→ **What is being asked**
The result should be every line in the data below that carries the string "send".

Start of Block

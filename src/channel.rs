//! MPSC fan-in over dedicated SPSC rings.
//!
//! The channel never makes producers share a ring: registration hands each
//! producer its own [`Ring`], and the single consumer sweeps the rings in
//! fixed index order. Producer/producer contention is gone by construction;
//! the only cross-core traffic left is each ring's producer/consumer pair.

use crate::{Config, MetricsSnapshot, Reservation, Ring};
use crossbeam_utils::CachePadded;
use std::sync::atomic::{AtomicBool, AtomicUsize, Ordering};
use std::sync::Arc;
use thiserror::Error;

/// Failures surfaced by channel operations. Full and empty rings are not
/// errors; they come back as `None` / zero counts.
#[derive(Debug, Clone, Copy, PartialEq, Eq, Error)]
pub enum ChannelError {
    /// Every producer slot is taken.
    #[error("producer slots exhausted (max: {max})")]
    AtCapacity {
        /// Configured producer limit.
        max: usize,
    },
    /// The channel was closed before the call.
    #[error("channel is closed")]
    Closed,
}

struct Shared<T> {
    /// One ring per producer slot, built up front. Contiguous so the
    /// consumer sweep walks memory in order.
    rings: Box<[Ring<T>]>,
    /// Hands out ring indices at registration; the only producer/producer
    /// synchronisation in the whole channel.
    registered: CachePadded<AtomicUsize>,
    closed: CachePadded<AtomicBool>,
    config: Config,
}

impl<T> Shared<T> {
    /// `registered` can transiently overshoot while a failed registration
    /// rolls back its increment; clamp before indexing.
    #[inline]
    fn active_rings(&self) -> &[Ring<T>] {
        let n = self
            .registered
            .load(Ordering::Acquire)
            .min(self.rings.len());
        &self.rings[..n]
    }
}

/// Multi-producer single-consumer channel.
///
/// Cloning is cheap and shares the same channel. Producers come from
/// [`register`](Channel::register); consumption must stay on one thread at
/// a time.
pub struct Channel<T> {
    shared: Arc<Shared<T>>,
}

impl<T> Clone for Channel<T> {
    fn clone(&self) -> Self {
        Self {
            shared: Arc::clone(&self.shared),
        }
    }
}

impl<T> Channel<T> {
    /// Builds the channel and all `config.max_producers` rings. No further
    /// allocation happens after construction.
    pub fn new(config: Config) -> Self {
        let mut rings = Vec::with_capacity(config.max_producers);
        rings.resize_with(config.max_producers, || Ring::new(config));

        Self {
            shared: Arc::new(Shared {
                rings: rings.into_boxed_slice(),
                registered: CachePadded::new(AtomicUsize::new(0)),
                closed: CachePadded::new(AtomicBool::new(false)),
                config,
            }),
        }
    }

    /// Claims a producer slot and binds its ring.
    ///
    /// # Errors
    ///
    /// [`ChannelError::Closed`] after [`close`](Channel::close), or
    /// [`ChannelError::AtCapacity`] once all slots are bound.
    pub fn register(&self) -> Result<Producer<T>, ChannelError> {
        if self.is_closed() {
            return Err(ChannelError::Closed);
        }

        let id = self.shared.registered.fetch_add(1, Ordering::SeqCst);
        if id >= self.shared.config.max_producers {
            self.shared.registered.fetch_sub(1, Ordering::SeqCst);
            return Err(ChannelError::AtCapacity {
                max: self.shared.config.max_producers,
            });
        }

        self.shared.rings[id].set_active();

        Ok(Producer {
            shared: Arc::clone(&self.shared),
            id,
        })
    }

    /// Copies available items into `out`, sweeping the rings in index order
    /// until `out` is full or a whole sweep moves nothing.
    ///
    /// Sweep order is fixed, so heavily loaded low-index rings can delay
    /// (not starve: every sweep visits every ring) the higher ones.
    pub fn recv(&self, out: &mut [T]) -> usize
    where
        T: Copy,
    {
        let mut total = 0;
        loop {
            let before = total;
            for ring in self.shared.active_rings() {
                if total == out.len() {
                    return total;
                }
                total += ring.copy_into(&mut out[total..]);
            }
            if total == before {
                return total;
            }
        }
    }

    /// One zero-copy sweep: batch-drains every ring through `handler`.
    /// Returns the total item count; 0 means every ring was empty.
    pub fn consume_all<F>(&self, mut handler: F) -> usize
    where
        F: FnMut(&T),
    {
        let mut total = 0;
        for ring in self.shared.active_rings() {
            total += ring.consume_batch(&mut handler);
        }
        total
    }

    /// Ownership-transferring sweep, for payloads that should not be
    /// cloned out of the buffer.
    pub fn consume_all_owned<F>(&self, mut handler: F) -> usize
    where
        F: FnMut(T),
    {
        let mut total = 0;
        for ring in self.shared.active_rings() {
            total += ring.consume_batch_owned(&mut handler);
        }
        total
    }

    /// Sweep capped at `max_total` items, favouring lower ring indices.
    /// Bounds the time spent in one call when handlers are slow.
    pub fn consume_all_up_to<F>(&self, max_total: usize, mut handler: F) -> usize
    where
        F: FnMut(&T),
    {
        let mut total = 0;
        for ring in self.shared.active_rings() {
            if total >= max_total {
                break;
            }
            total += ring.consume_up_to(max_total - total, &mut handler);
        }
        total
    }

    /// Ownership-transferring variant of
    /// [`consume_all_up_to`](Channel::consume_all_up_to).
    pub fn consume_all_up_to_owned<F>(&self, max_total: usize, mut handler: F) -> usize
    where
        F: FnMut(T),
    {
        let mut total = 0;
        for ring in self.shared.active_rings() {
            if total >= max_total {
                break;
            }
            total += ring.consume_up_to_owned(max_total - total, &mut handler);
        }
        total
    }

    /// Closes the channel and every ring, bound or not. Idempotent.
    /// Producers see reserve failures; the consumer drains the remainder
    /// and terminates on `is_closed() && is_empty()`.
    pub fn close(&self) {
        self.shared.closed.store(true, Ordering::Release);
        for ring in self.shared.rings.iter() {
            ring.close();
        }
    }

    #[inline]
    pub fn is_closed(&self) -> bool {
        self.shared.closed.load(Ordering::Acquire)
    }

    /// True when no ring holds an item.
    pub fn is_empty(&self) -> bool {
        self.shared.rings.iter().all(Ring::is_empty)
    }

    /// Currently bound producer count.
    pub fn producer_count(&self) -> usize {
        self.shared
            .registered
            .load(Ordering::Acquire)
            .min(self.shared.config.max_producers)
    }

    /// Borrow of one ring, for dedicated-consumer setups that bypass the
    /// sweep. `None` past the configured producer limit.
    pub fn ring(&self, id: usize) -> Option<&Ring<T>> {
        self.shared.rings.get(id)
    }

    /// Counters summed over every ring. All zeros unless the config
    /// enabled metrics.
    pub fn metrics(&self) -> MetricsSnapshot {
        let mut sum = MetricsSnapshot::default();
        for ring in self.shared.rings.iter() {
            sum.merge(&ring.metrics());
        }
        sum
    }
}

/// Write half bound to one ring of a [`Channel`].
///
/// Deliberately not `Clone`: a second handle to the same ring would mean
/// two writers on a single-producer protocol. Move it to the producing
/// thread instead.
pub struct Producer<T> {
    shared: Arc<Shared<T>>,
    id: usize,
}

impl<T> std::fmt::Debug for Producer<T> {
    fn fmt(&self, f: &mut std::fmt::Formatter<'_>) -> std::fmt::Result {
        f.debug_struct("Producer").field("id", &self.id).finish()
    }
}

impl<T> Producer<T> {
    /// Ring index this producer is bound to. Diagnostics only.
    #[inline]
    pub fn id(&self) -> usize {
        self.id
    }

    #[inline]
    fn ring(&self) -> &Ring<T> {
        &self.shared.rings[self.id]
    }

    /// See [`Ring::reserve`].
    #[inline]
    pub fn reserve(&self, want: usize) -> Option<Reservation<'_, T>> {
        self.ring().reserve(want)
    }

    /// See [`Ring::reserve_spinning`].
    #[inline]
    pub fn reserve_spinning(&self, want: usize) -> Option<Reservation<'_, T>> {
        self.ring().reserve_spinning(want)
    }

    /// See [`Ring::push`].
    #[inline]
    pub fn push(&self, item: T) -> bool {
        self.ring().push(item)
    }

    /// See [`Ring::send`].
    #[inline]
    pub fn send(&self, items: &[T]) -> usize
    where
        T: Copy,
    {
        self.ring().send(items)
    }

    /// Closes only this producer's ring.
    #[inline]
    pub fn close(&self) {
        self.ring().close();
    }

    #[inline]
    pub fn is_closed(&self) -> bool {
        self.ring().is_closed()
    }

    #[inline]
    pub fn len(&self) -> usize {
        self.ring().len()
    }

    #[inline]
    pub fn is_empty(&self) -> bool {
        self.ring().is_empty()
    }

    #[inline]
    pub fn capacity(&self) -> usize {
        self.ring().capacity()
    }
}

End of Block

→ **Exercise answer**
    /// See [`Ring::send`].
    pub fn send(&self, items: &[T]) -> usize
        self.ring().send(items)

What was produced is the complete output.